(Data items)
'''
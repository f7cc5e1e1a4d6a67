//! Reusable transaction steps.

pub mod asset;
pub mod files;
pub mod item;
pub mod resource;
//! Staged, unsaved edits to a resource.
//!
//! A [`ChangeSet`] pairs the resource as it was loaded with the proposed
//! revision. Steps mutate the proposal, ask what changed, and validate; only
//! a validated change set can be synced back into a resource for saving.

use reliquary_model::{FieldError, LockToken, Resource, ResourceRecord};
use thiserror::Error;

#[derive(Error, Debug, Clone, PartialEq, Eq)]
pub enum ChangeSetError {
    #[error("change set must be validated after its last edit before syncing")]
    NotValidated,
    #[error("change set is invalid: {0:?}")]
    Invalid(Vec<FieldError>),
}

#[derive(Debug, Clone)]
pub struct ChangeSet<R: Resource> {
    original: R,
    proposed: R,
    persisted: bool,
    validated: bool,
    errors: Vec<FieldError>,
}

impl<R: Resource> ChangeSet<R> {
    /// Change set for a resource that has never been saved. Every field set
    /// on the proposal counts as changed.
    pub fn for_new(resource: R) -> Self {
        Self {
            original: R::blank(resource.id()),
            proposed: resource,
            persisted: false,
            validated: false,
            errors: Vec::new(),
        }
    }

    pub fn for_existing(resource: R) -> Self {
        Self {
            original: resource.clone(),
            proposed: resource,
            persisted: true,
            validated: false,
            errors: Vec::new(),
        }
    }

    pub fn is_new(&self) -> bool {
        !self.persisted
    }

    pub fn original(&self) -> &R {
        &self.original
    }

    pub fn proposed(&self) -> &R {
        &self.proposed
    }

    /// Mutable access to the proposal. Any edit invalidates a previous
    /// validation.
    pub fn stage(&mut self) -> &mut R {
        self.validated = false;
        &mut self.proposed
    }

    pub fn apply(&mut self, attributes: &R::Attributes) {
        self.stage().apply(attributes);
    }

    pub fn is_changed(&self, field: R::Field) -> bool {
        self.original.differs(&self.proposed, field)
    }

    pub fn changed_fields(&self) -> Vec<R::Field> {
        R::FIELDS
            .iter()
            .copied()
            .filter(|field| self.is_changed(*field))
            .collect()
    }

    pub fn has_changes(&self) -> bool {
        R::FIELDS.iter().any(|field| self.is_changed(*field))
    }

    /// Run the resource's rules against the proposal.
    pub fn validate(&mut self) -> Result<(), Vec<FieldError>> {
        self.errors = self.proposed.validate();
        self.validated = self.errors.is_empty();
        if self.validated {
            Ok(())
        } else {
            Err(self.errors.clone())
        }
    }

    pub fn is_valid(&self) -> bool {
        self.validated
    }

    pub fn errors(&self) -> &[FieldError] {
        &self.errors
    }

    /// Lock token the store must still hold when this change set is saved.
    pub fn expected_lock_token(&self) -> Option<LockToken> {
        if self.persisted {
            self.original.lock_token()
        } else {
            None
        }
    }

    /// Snapshot of the proposal, attached to failures.
    pub fn snapshot(&self) -> ResourceRecord {
        self.proposed.clone().into_record()
    }

    /// Consume the change set, yielding the proposed resource.
    pub fn sync(self) -> Result<R, ChangeSetError> {
        if !self.errors.is_empty() {
            return Err(ChangeSetError::Invalid(self.errors));
        }
        if !self.validated {
            return Err(ChangeSetError::NotValidated);
        }
        Ok(self.proposed)
    }
}
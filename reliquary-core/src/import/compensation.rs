use reliquary_model::ResourceId;
use tracing::{debug, error};

use crate::error::{Failure, FailureCode};
use crate::transactions::ResourceTransactions;

#[derive(Debug, Clone)]
struct CreatedAsset {
    id: ResourceId,
    filename: String,
}

/// Assets created by one import attempt, deleted again in reverse order when
/// the import cannot finish.
#[derive(Debug, Default)]
pub(crate) struct UndoList {
    created: Vec<CreatedAsset>,
}

impl UndoList {
    pub(crate) fn record(&mut self, id: ResourceId, filename: &str) {
        self.created.push(CreatedAsset {
            id,
            filename: filename.to_string(),
        });
    }

    pub(crate) fn len(&self) -> usize {
        self.created.len()
    }

    /// Delete every recorded asset. Returns one message per delete that
    /// failed; `cause` stays the failure reported to the caller.
    pub(crate) async fn compensate(
        self,
        transactions: &ResourceTransactions,
        actor: &str,
        cause: &Failure,
    ) -> Vec<String> {
        let mut errors = Vec::new();
        for created in self.created.into_iter().rev() {
            match transactions
                .delete_asset(created.id, Some(actor.to_string()))
                .await
            {
                Ok(_) => {
                    debug!(
                        target: "reliquary::import",
                        asset_id = %created.id,
                        filename = %created.filename,
                        "compensated created asset"
                    );
                }
                Err(failure) if failure.code == FailureCode::ResourceNotFound => {}
                Err(failure) => {
                    error!(
                        target: "reliquary::import",
                        asset_id = %created.id,
                        filename = %created.filename,
                        original = %cause.code,
                        error = %failure,
                        "failed to delete asset while compensating import"
                    );
                    errors.push(format!(
                        "could not delete asset {} ({}): {}",
                        created.id,
                        created.filename,
                        failure.message()
                    ));
                }
            }
        }
        errors
    }
}
use async_trait::async_trait;

use crate::error::Result;
use crate::jobs::{JobHandle, JobPayload};

/// Fire-and-forget background work, delivered at least once.
#[async_trait]
pub trait JobQueue: Send + Sync {
    async fn enqueue(&self, payload: JobPayload) -> Result<JobHandle>;
}
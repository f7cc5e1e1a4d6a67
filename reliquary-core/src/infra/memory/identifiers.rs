use std::collections::BTreeMap;
use std::sync::atomic::{AtomicU64, Ordering};

use async_trait::async_trait;
use tokio::sync::Mutex;

use crate::error::{CoreError, Result};
use crate::ports::{IdentifierAuthority, IdentifierMetadata};

/// Identifier authority that mints sequential ARKs under a shoulder.
#[derive(Debug)]
pub struct InMemoryIdentifierAuthority {
    shoulder: String,
    next: AtomicU64,
    minted: Mutex<BTreeMap<String, Option<IdentifierMetadata>>>,
}

impl Default for InMemoryIdentifierAuthority {
    fn default() -> Self {
        Self::new("99999/fk4")
    }
}

impl InMemoryIdentifierAuthority {
    pub fn new(shoulder: impl Into<String>) -> Self {
        Self {
            shoulder: shoulder.into(),
            next: AtomicU64::new(1),
            minted: Mutex::new(BTreeMap::new()),
        }
    }

    /// Record an identifier minted elsewhere.
    pub async fn register(&self, identifier: impl Into<String>) {
        self.minted.lock().await.insert(identifier.into(), None);
    }

    pub async fn metadata(&self, identifier: &str) -> Option<IdentifierMetadata> {
        self.minted.lock().await.get(identifier).cloned().flatten()
    }
}

#[async_trait]
impl IdentifierAuthority for InMemoryIdentifierAuthority {
    async fn mint(&self) -> Result<String> {
        let sequence = self.next.fetch_add(1, Ordering::SeqCst);
        let identifier = format!("ark:/{}{sequence:06}", self.shoulder);
        self.minted.lock().await.insert(identifier.clone(), None);
        Ok(identifier)
    }

    async fn exists(&self, identifier: &str) -> Result<bool> {
        Ok(self.minted.lock().await.contains_key(identifier))
    }

    async fn update_metadata(&self, identifier: &str, metadata: &IdentifierMetadata) -> Result<()> {
        let mut minted = self.minted.lock().await;
        let entry = minted
            .get_mut(identifier)
            .ok_or_else(|| CoreError::not_found("identifier", identifier))?;
        *entry = Some(metadata.clone());
        Ok(())
    }
}
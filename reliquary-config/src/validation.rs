use thiserror::Error;

use crate::models::ReliquaryConfig;

/// Settings that would leave the pipeline unable to do its job.
#[derive(Debug, Error, PartialEq, Eq)]
pub enum ConfigGuardRailError {
    #[error("pipeline.retry.max_attempts must be at least 1")]
    ZeroMaxAttempts,
    #[error(
        "pipeline.retry.backoff_base_ms ({base}) must not exceed pipeline.retry.backoff_max_ms ({max})"
    )]
    BackoffBaseExceedsMax { base: u64, max: u64 },
    #[error("pipeline.system_actor can't be blank")]
    BlankSystemActor,
}

pub fn check(config: &ReliquaryConfig) -> Result<(), ConfigGuardRailError> {
    let retry = &config.pipeline.retry;
    if retry.max_attempts == 0 {
        return Err(ConfigGuardRailError::ZeroMaxAttempts);
    }
    if retry.backoff_base_ms > retry.backoff_max_ms {
        return Err(ConfigGuardRailError::BackoffBaseExceedsMax {
            base: retry.backoff_base_ms,
            max: retry.backoff_max_ms,
        });
    }
    if config.pipeline.system_actor.trim().is_empty() {
        return Err(ConfigGuardRailError::BlankSystemActor);
    }
    Ok(())
}

#[cfg(test)]
mod tests {
    use super::*;

    #[test]
    fn defaults_pass() {
        assert_eq!(check(&ReliquaryConfig::default()), Ok(()));
    }

    #[test]
    fn inverted_backoff_is_rejected() {
        let mut config = ReliquaryConfig::default();
        config.pipeline.retry.backoff_base_ms = 10_000;
        config.pipeline.retry.backoff_max_ms = 1_000;
        assert_eq!(
            check(&config),
            Err(ConfigGuardRailError::BackoffBaseExceedsMax {
                base: 10_000,
                max: 1_000
            })
        );
    }
}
'''
| WHAT TO PRODUCE |
Once you reach the line with "the proposed resource." in the data above, copy it and every line after it exactly, up to and including the line with "pub(crate) struct UndoList".

| SOLUTION TO THE PROBLEM |
    /// Consume the change set, yielding the proposed resource.
    pub fn sync(self) -> Result<R, ChangeSetError> {
        if !self.errors.is_empty() {
            return Err(ChangeSetError::Invalid(self.errors));
        }
        if !self.validated {
            return Err(ChangeSetError::NotValidated);
        }
        Ok(self.proposed)
    }
}
filename reliquary-core/src/import/compensation.rs
use reliquary_model::ResourceId;
use tracing::{debug, error};

use crate::error::{Failure, FailureCode};
use crate::transactions::ResourceTransactions;

#[derive(Debug, Clone)]
struct CreatedAsset {
    id: ResourceId,
    filename: String,
}

/// Assets created by one import attempt, deleted again in reverse order when
/// the import cannot finish.
#[derive(Debug, Default)]
pub(crate) struct UndoList {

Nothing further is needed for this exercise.